Matthew 19:11-12 and 1 Corinthians 7:32-36 are used to defend the idea of preists needing to be celibate.
Lets us look at these.
11 Jesus replied, “Not everyone can accept this word, but only those to whom it has been given. 12 For some are eunuchs because they were born that way; others were made that way by men; and others have renounced marriage because of the kingdom of heaven. The one who can accept this should accept it.”
This does not say the apostles renounced marriage. It says some have renounced it because of the kingdom. But it only for those who can accept it. The evidence of priests abusing others and having children out of wedlock shows not all priests can accept it.
1 Cor 7:32-36
32 I would like you to be free from concern. An unmarried man is concerned about the Lord’s affairs – how he can please the Lord. 33 But a married man is concerned about the affairs of this world – how he can please his wife – 34 and his interests are divided. An unmarried woman or virgin is concerned about the Lord’s affairs: Her aim is to be devoted to the Lord in both body and spirit. But a married woman is concerned about the affairs of this world – how she can please her husband. 35 I am saying this for your own good, not to restrict you, but that you may live in a right way in undivided devotion to the Lord.”
What I find interesting is that Paul said why it is good to be single, but then said he was not adding a restriction. And the Roman Catholic Church decided that what Paul wrote was not good enough – they had to go farther than God did by requiring celibacy.
You’d think following the example of Peter would be good enough. Peter was married.
When Jesus came into Peter’s house, he saw Peter’s mother-in-law lying in bed with a fever.
Peter was not only married, but took his wife with him.
1 Corinthians 9:5
5 Don’t we have the right to take a believing wife along with us, as do the other apostles and the Lord’s brothers and Cephas
Also, given the problems that ‘celibate’ priests have had, you would think the church would follow the rest of what Paul wrote in 1 Cor 7:1-2
1 Now for the matters you wrote about: It is good for a man not to marry. 2 But since there is so much immorality, each man should have his own wife, and each woman her own husband.

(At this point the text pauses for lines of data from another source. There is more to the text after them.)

use anyhow::Result;
use duel_data::{
    Boost,
    MoveCategory,
    Stat,
    Type,
};
use duel_prng::rand_util;

use crate::{
    battle::{
        Battle,
        DamageOutcome,
        HostId,
        MonHandle,
        calculations::apply_boost,
    },
    battle_event,
    common::gf_round,
    effect::Hook,
    moves::{
        ActiveMove,
        move_behavior,
    },
};

/// Critical hit chance denominators, indexed by critical hit ratio.
const CRIT_ROLL: [u64; 4] = [16, 8, 2, 1];

/// Calculates the damage a move would deal to a target.
///
/// Consumes exactly two random draws, the critical hit roll and then the damage roll, unless the
/// calculation fails or is overridden before base power is computed. Sets
/// [`ActiveMove::crit`].
pub fn calculate_damage(
    battle: &mut Battle,
    user: MonHandle,
    target: MonHandle,
    active_move: &mut ActiveMove,
) -> Result<DamageOutcome> {
    if active_move.is_status() {
        return Ok(DamageOutcome::Fail);
    }
    if battle.is_immune_to_move(target, active_move)? {
        return Ok(DamageOutcome::Fail);
    }

    let behavior = move_behavior(&active_move.id);
    if let Some(behavior) = behavior {
        if let Some(damage) = behavior.damage_override(battle, user, target, active_move)? {
            return Ok(DamageOutcome::Damage(damage.max(1)));
        }
    }

    let base_power = match behavior {
        Some(behavior) => behavior.base_power(battle, user, target, active_move)?,
        None => active_move.data.base_power,
    };
    if base_power == 0 {
        return Ok(DamageOutcome::Fail);
    }
    let base_power = modify_base_power(battle, user, target, active_move, base_power)?;

    let crit = roll_crit(battle, user, active_move)?;
    active_move.crit = crit;
    let active_move: &ActiveMove = active_move;

    let level = battle.mon(user)?.level as u64;
    let (attack, defense) = attacking_stats(battle, user, target, active_move, crit)?;
    let mut damage =
        (2 * level / 5 + 2) * base_power as u64 * attack as u64 / defense.max(1) as u64 / 50 + 2;

    if crit {
        damage = damage * 3 / 2;
    }
    let roll = 100 - rand_util::range(battle.prng(), 0, 16);
    damage = damage * roll / 100;

    let move_type = active_move.move_type();
    if move_type != Type::None && battle.mon(user)?.has_type(move_type) {
        damage = (damage as f64 * active_move.stab_multiplier) as u64;
    }

    let weather_damage = battle.accumulate_effect(
        &[HostId::Field],
        Hook::WeatherModifyDamage,
        damage as f64,
        |effect, context, damage| effect.on_weather_modify_damage(context, active_move, damage),
    )?;
    let damage = gf_round(weather_damage) as f64;

    let effectiveness = effectiveness(battle, user, target, active_move)?;
    let damage = damage * effectiveness;

    let damage = battle.accumulate_effect(
        &[HostId::Mon(user), HostId::Side(user.side), HostId::Field],
        Hook::ModifyDamage,
        damage,
        |effect, context, damage| {
            effect.on_modify_damage(context, active_move, user, target, effectiveness, damage)
        },
    )?;
    let damage = battle.accumulate_effect(
        &[HostId::Mon(target), HostId::Side(target.side)],
        Hook::ModifyFoeDamage,
        damage,
        |effect, context, damage| {
            effect.on_modify_foe_damage(
                context,
                active_move,
                user,
                target,
                crit,
                effectiveness,
                damage,
            )
        },
    )?;

    let damage = gf_round(damage).clamp(1, u16::MAX as u32) as u16;
    Ok(DamageOutcome::Damage(damage))
}

fn modify_base_power(
    battle: &mut Battle,
    user: MonHandle,
    target: MonHandle,
    active_move: &ActiveMove,
    base_power: u32,
) -> Result<u32> {
    let base_power = battle.accumulate_effect(
        &[HostId::Mon(user), HostId::Field],
        Hook::ModifyBasePower,
        base_power as f64,
        |effect, context, base_power| {
            effect.on_modify_base_power(context, active_move, user, target, base_power)
        },
    )?;
    Ok(gf_round(base_power).max(1))
}

fn roll_crit(battle: &mut Battle, user: MonHandle, active_move: &ActiveMove) -> Result<bool> {
    let ratio = active_move.data.crit_ratio.min(3) as usize;
    let roll = rand_util::range(battle.prng(), 0, CRIT_ROLL[ratio]) == 0;
    let crit = active_move.data.always_crit || roll;
    let hosts = match battle.foe_of(user) {
        Some(target) => Vec::from([HostId::Mon(user), HostId::Mon(target)]),
        None => Vec::from([HostId::Mon(user)]),
    };
    battle.accumulate_effect(&hosts, Hook::ModifyCrit, crit, |effect, context, crit| {
        effect.on_modify_crit(context, active_move, user, crit)
    })
}

/// The attacking and defending stats, after boosts and modifiers.
fn attacking_stats(
    battle: &mut Battle,
    user: MonHandle,
    target: MonHandle,
    active_move: &ActiveMove,
    crit: bool,
) -> Result<(u32, u32)> {
    let offensive = match active_move.category() {
        MoveCategory::Special => Stat::SpAtk,
        _ => Stat::Atk,
    };
    let defensive = match active_move
        .data
        .defensive_category
        .unwrap_or(active_move.category())
    {
        MoveCategory::Special => Stat::SpDef,
        _ => Stat::Def,
    };

    let attacker = battle.mon(user)?;
    let mut attack_stage = boost_stage(attacker.boosts.get(boost_for(offensive)), active_move.data.ignore_offensive_boosts);
    if crit && attack_stage < 0 {
        attack_stage = 0;
    }
    let attack = apply_boost(attacker.stat(offensive) as u32, attack_stage);

    let defender = battle.mon(target)?;
    let mut defense_stage = boost_stage(defender.boosts.get(boost_for(defensive)), active_move.data.ignore_defensive_boosts);
    if crit && defense_stage > 0 {
        defense_stage = 0;
    }
    let defense = apply_boost(defender.stat(defensive) as u32, defense_stage);

    let attack = match offensive {
        Stat::SpAtk => battle.accumulate_effect(
            &[HostId::Mon(user)],
            Hook::ModifySpA,
            attack as f64,
            |effect, context, spa| effect.on_modify_spa(context, user, active_move, spa),
        )?,
        _ => battle.accumulate_effect(
            &[HostId::Mon(user)],
            Hook::ModifyAtk,
            attack as f64,
            |effect, context, atk| effect.on_modify_atk(context, user, active_move, atk),
        )?,
    };
    let defense = match defensive {
        Stat::SpDef => battle.accumulate_effect(
            &[HostId::Mon(target), HostId::Field],
            Hook::ModifySpD,
            defense as f64,
            |effect, context, spd| effect.on_modify_spd(context, target, active_move, spd),
        )?,
        _ => battle.accumulate_effect(
            &[HostId::Mon(target)],
            Hook::ModifyDef,
            defense as f64,
            |effect, context, def| effect.on_modify_def(context, target, active_move, def),
        )?,
    };
    Ok((attack as u32, defense as u32))
}

fn boost_for(stat: Stat) -> Boost {
    Boost::for_stat(stat).unwrap_or(Boost::Atk)
}

fn boost_stage(stage: i8, ignore: bool) -> i8 {
    if ignore { 0 } else { stage }
}

/// Type effectiveness of the move against the target, after modifiers.
///
/// Logs super-effective and resisted hits.
fn effectiveness(
    battle: &mut Battle,
    user: MonHandle,
    target: MonHandle,
    active_move: &ActiveMove,
) -> Result<f64> {
    let defender = battle.mon(target)?;
    let base = battle
        .type_chart()
        .multiplier(active_move.move_type(), &defender.types);
    let effectiveness = battle.accumulate_effect(
        &[HostId::Mon(user), HostId::Field],
        Hook::ModifyEffectiveness,
        base,
        |effect, context, effectiveness| {
            effect.on_modify_effectiveness(context, active_move, target, effectiveness)
        },
    )?;
    let log_id = battle.mon(target)?.log_id();
    if effectiveness > 1.0 {
        battle.log(battle_event!("supereffective", log_id));
    } else if effectiveness < 1.0 && effectiveness > 0.0 {
        battle.log(battle_event!("resisted", log_id));
    }
    Ok(effectiveness)
}

#[cfg(test)]
mod damage_test {
    use assert_matches::assert_matches;
    use duel_data::StatTable;

    use crate::{
        battle::{
            Battle,
            DamageOutcome,
            MonHandle,
            damage::calculate_damage,
        },
        test_util::{
            test_battle_with_prng,
            test_mon,
        },
    };

    fn damage(battle: &mut Battle, user: MonHandle, target: MonHandle, move_id: &str) -> DamageOutcome {
        let mut active_move = battle.active_move(&move_id.into()).unwrap();
        calculate_damage(battle, user, target, &mut active_move).unwrap()
    }

    #[test]
    fn calculates_max_roll_without_crit() {
        // Crit roll of 1 misses, damage roll of 0 is the maximum.
        let mut battle = test_battle_with_prng(
            vec![test_mon("Vaporeon")],
            vec![test_mon("Flareon")],
            vec![1, 0],
        );
        battle.init_battle().unwrap();
        assert_eq!(
            damage(&mut battle, MonHandle::new(0, 0), MonHandle::new(1, 0), "dragonclaw"),
            DamageOutcome::Damage(73)
        );
    }

    #[test]
    fn calculates_min_roll_without_crit() {
        let mut battle = test_battle_with_prng(
            vec![test_mon("Vaporeon")],
            vec![test_mon("Flareon")],
            vec![1, 15],
        );
        battle.init_battle().unwrap();
        assert_eq!(
            damage(&mut battle, MonHandle::new(0, 0), MonHandle::new(1, 0), "dragonclaw"),
            DamageOutcome::Damage(62)
        );
    }

    #[test]
    fn type_immunity_fails_before_any_draw() {
        let mut battle = test_battle_with_prng(
            vec![test_mon("Vaporeon")],
            vec![test_mon("Sylveon")],
            vec![],
        );
        battle.init_battle().unwrap();
        assert_matches!(
            damage(&mut battle, MonHandle::new(0, 0), MonHandle::new(1, 0), "dragonclaw"),
            DamageOutcome::Fail
        );
    }

    #[test]
    fn level_damage_ignores_stats() {
        let mut attacker = test_mon("Vaporeon");
        attacker.evs = Some(StatTable::uniform(252));
        let mut battle =
            test_battle_with_prng(vec![attacker], vec![test_mon("Flareon")], vec![]);
        battle.init_battle().unwrap();
        assert_eq!(
            damage(&mut battle, MonHandle::new(0, 0), MonHandle::new(1, 0), "nightshade"),
            DamageOutcome::Damage(100)
        );
    }
}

You know, Paul also wrote to beware of people who forbid marriage.
1 Timothy 4:1-3
1 The Spirit clearly says that in later times some will abandon the faith and follow deceiving spirits and things taught by demons. 2 Such teachings come through hypocritical liars, whose consciences have been seared as with a hot iron. 3 They forbid people to marry and order them to abstain from certain foods, which God created to be received with thanksgiving by those who believe and who know the truth. 4 For everything God created is good, and nothing is to be rejected if it is received with thanksgiving, 5 because it is consecrated by the word of God and prayer.

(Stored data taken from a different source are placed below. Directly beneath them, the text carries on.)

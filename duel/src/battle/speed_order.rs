use std::cmp::Ordering;

use duel_prng::{
    PseudoRandomNumberGenerator,
    rand_util,
};

use crate::battle::SpeedTieResolution;

/// An object that can be ordered by speed.
pub trait SpeedOrderable {
    /// Order. Lowest order goes first.
    fn order(&self) -> u32;
    /// Priority. Highest priority goes first.
    fn priority(&self) -> i32;
    /// Speed. Highest speed goes first.
    fn speed(&self) -> i64;
}

/// Compares the priority of two objects.
pub fn compare_priority<T>(a: &T, b: &T) -> Ordering
where
    T: SpeedOrderable,
{
    a.order()
        .cmp(&b.order())
        .then_with(|| b.priority().cmp(&a.priority()))
        .then_with(|| b.speed().cmp(&a.speed()))
}

fn stable_move_to_position<T>(items: &mut [T], index: usize, target: usize) {
    if index < target {
        items[index..=target].rotate_left(1);
    } else if index > target {
        items[target..=index].rotate_right(1);
    }
}

/// Selection sort that resolves exact ties with the given resolution.
///
/// Random resolution draws from `prng` only when a tie exists.
pub fn sort_with_random_ties<T, C>(
    items: &mut [T],
    comp: C,
    prng: &mut dyn PseudoRandomNumberGenerator,
    tie_resolution: SpeedTieResolution,
) where
    C: Fn(&T, &T) -> Ordering,
{
    let mut sorted = 0;
    while sorted + 1 < items.len() {
        let mut smallest = Vec::from([sorted]);
        for i in (sorted + 1)..items.len() {
            match comp(&items[smallest[0]], &items[i]) {
                Ordering::Greater => smallest = Vec::from([i]),
                Ordering::Less => continue,
                Ordering::Equal => smallest.push(i),
            }
        }
        let ties = smallest.len();
        for (i, index) in smallest.into_iter().enumerate() {
            stable_move_to_position(items, index, sorted + i);
        }
        if ties > 1 {
            let tied = &mut items[sorted..(sorted + ties)];
            match tie_resolution {
                SpeedTieResolution::Random => rand_util::shuffle(prng, tied),
                SpeedTieResolution::Keep => (),
                SpeedTieResolution::Reverse => tied.reverse(),
            }
        }
        sorted += ties;
    }
}

/// Sorts the given items by speed.
pub fn speed_sort<T>(
    items: &mut [T],
    prng: &mut dyn PseudoRandomNumberGenerator,
    tie_resolution: SpeedTieResolution,
) where
    T: SpeedOrderable,
{
    sort_with_random_ties(items, compare_priority, prng, tie_resolution)
}
/// The result of a hook that can stop the action it is attached to.
#[derive(Debug, Default, Clone, Copy, PartialEq, Eq)]
pub enum HookOutcome {
    /// Continue as normal.
    #[default]
    Continue,
    /// The action fails.
    Fail,
}

impl HookOutcome {
    pub fn failed(&self) -> bool {
        matches!(self, Self::Fail)
    }
}

impl From<bool> for HookOutcome {
    fn from(value: bool) -> Self {
        if value { Self::Continue } else { Self::Fail }
    }
}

Sounds like the Roman Catholic Church.
The defense that this is not actually required is shown to be false, given that it is required for all people who wish to enter the preisthood or be bishops. Yes, it is ‘voluntary’, but if you feel called to be a priest or a bishop, you cannot unless you accept the requirement of making a vow of celibracy, because the vow of celibacy is enforced upon priests.

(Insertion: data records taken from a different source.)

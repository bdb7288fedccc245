use crate::{
    battle::{
        BattleOutcome,
        Side,
    },
    common::Id,
    effect::EffectMap,
};

/// The battlefield, which owns both sides.
#[derive(Debug, Clone)]
pub struct Field {
    pub sides: [Side; 2],
    /// Field-wide effects, including pseudo-weather and weather.
    pub effects: EffectMap,
    pub weather: Option<Id>,
    pub turn: u64,
    pub outcome: Option<BattleOutcome>,
}

impl Field {
    pub fn new(sides: [Side; 2]) -> Self {
        Self {
            sides,
            effects: EffectMap::new(),
            weather: None,
            turn: 0,
            outcome: None,
        }
    }

    pub fn ended(&self) -> bool {
        self.outcome.is_some()
    }
}
use ahash::HashMap;
use anyhow::{
    Context,
    Result,
};
use serde::de::DeserializeOwned;

use crate::{
    DataStore,
    Id,
    MoveData,
    SpeciesData,
    TypeChart,
};

const TYPE_CHART_JSON: &str = include_str!("../../data/type-chart.json");
const MOVES_JSON: &str = include_str!("../../data/moves.json");
const SPECIES_JSON: &str = include_str!("../../data/species.json");

/// An implementation of [`DataStore`] over JSON tables compiled into the crate.
///
/// Custom tables can be loaded with [`EmbeddedDataStore::from_json`].
#[derive(Debug, Clone)]
pub struct EmbeddedDataStore {
    pub type_chart: TypeChart,
    pub moves: HashMap<Id, MoveData>,
    pub species: HashMap<Id, SpeciesData>,
}

impl EmbeddedDataStore {
    /// Creates a new data store over the built-in tables.
    pub fn new() -> Result<Self> {
        Self::from_json(TYPE_CHART_JSON, MOVES_JSON, SPECIES_JSON)
    }

    /// Creates a new data store from the given JSON documents.
    ///
    /// Moves and species are objects keyed by ID. Keys are normalized on load.
    pub fn from_json(type_chart: &str, moves: &str, species: &str) -> Result<Self> {
        Ok(Self {
            type_chart: serde_json::from_str(type_chart).context("failed to parse type chart")?,
            moves: Self::parse_table(moves).context("failed to parse moves")?,
            species: Self::parse_table(species).context("failed to parse species")?,
        })
    }

    fn parse_table<T>(json: &str) -> Result<HashMap<Id, T>>
    where
        T: DeserializeOwned,
    {
        let table: HashMap<String, T> = serde_json::from_str(json)?;
        Ok(table
            .into_iter()
            .map(|(key, value)| (Id::from(key), value))
            .collect())
    }
}

impl DataStore for EmbeddedDataStore {
    fn all_move_ids(&self, filter: &dyn Fn(&MoveData) -> bool) -> Result<Vec<Id>> {
        let mut ids = self
            .moves
            .iter()
            .filter(|(_, data)| filter(data))
            .map(|(id, _)| id.clone())
            .collect::<Vec<_>>();
        ids.sort();
        Ok(ids)
    }

    fn get_type_chart(&self) -> Result<TypeChart> {
        Ok(self.type_chart.clone())
    }

    fn get_move(&self, id: &Id) -> Result<Option<MoveData>> {
        Ok(self.moves.get(id).cloned())
    }

    fn get_species(&self, id: &Id) -> Result<Option<SpeciesData>> {
        Ok(self.species.get(id).cloned())
    }
}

“The Church simply elects candidates for the priesthood (or, in the Eastern rites, for the episcopacy) from among those who voluntarily renounce marriage.”
I agree a celibate person can focus more fully on the Lord. But not everyone is called to this. However, many are called to ministry and leadership in the church. To require celibacy to be in leadership is to force people to choose between a manmade rule and what God has called them to do, or at best to accept a manmade rule in order to do what God has called them to do.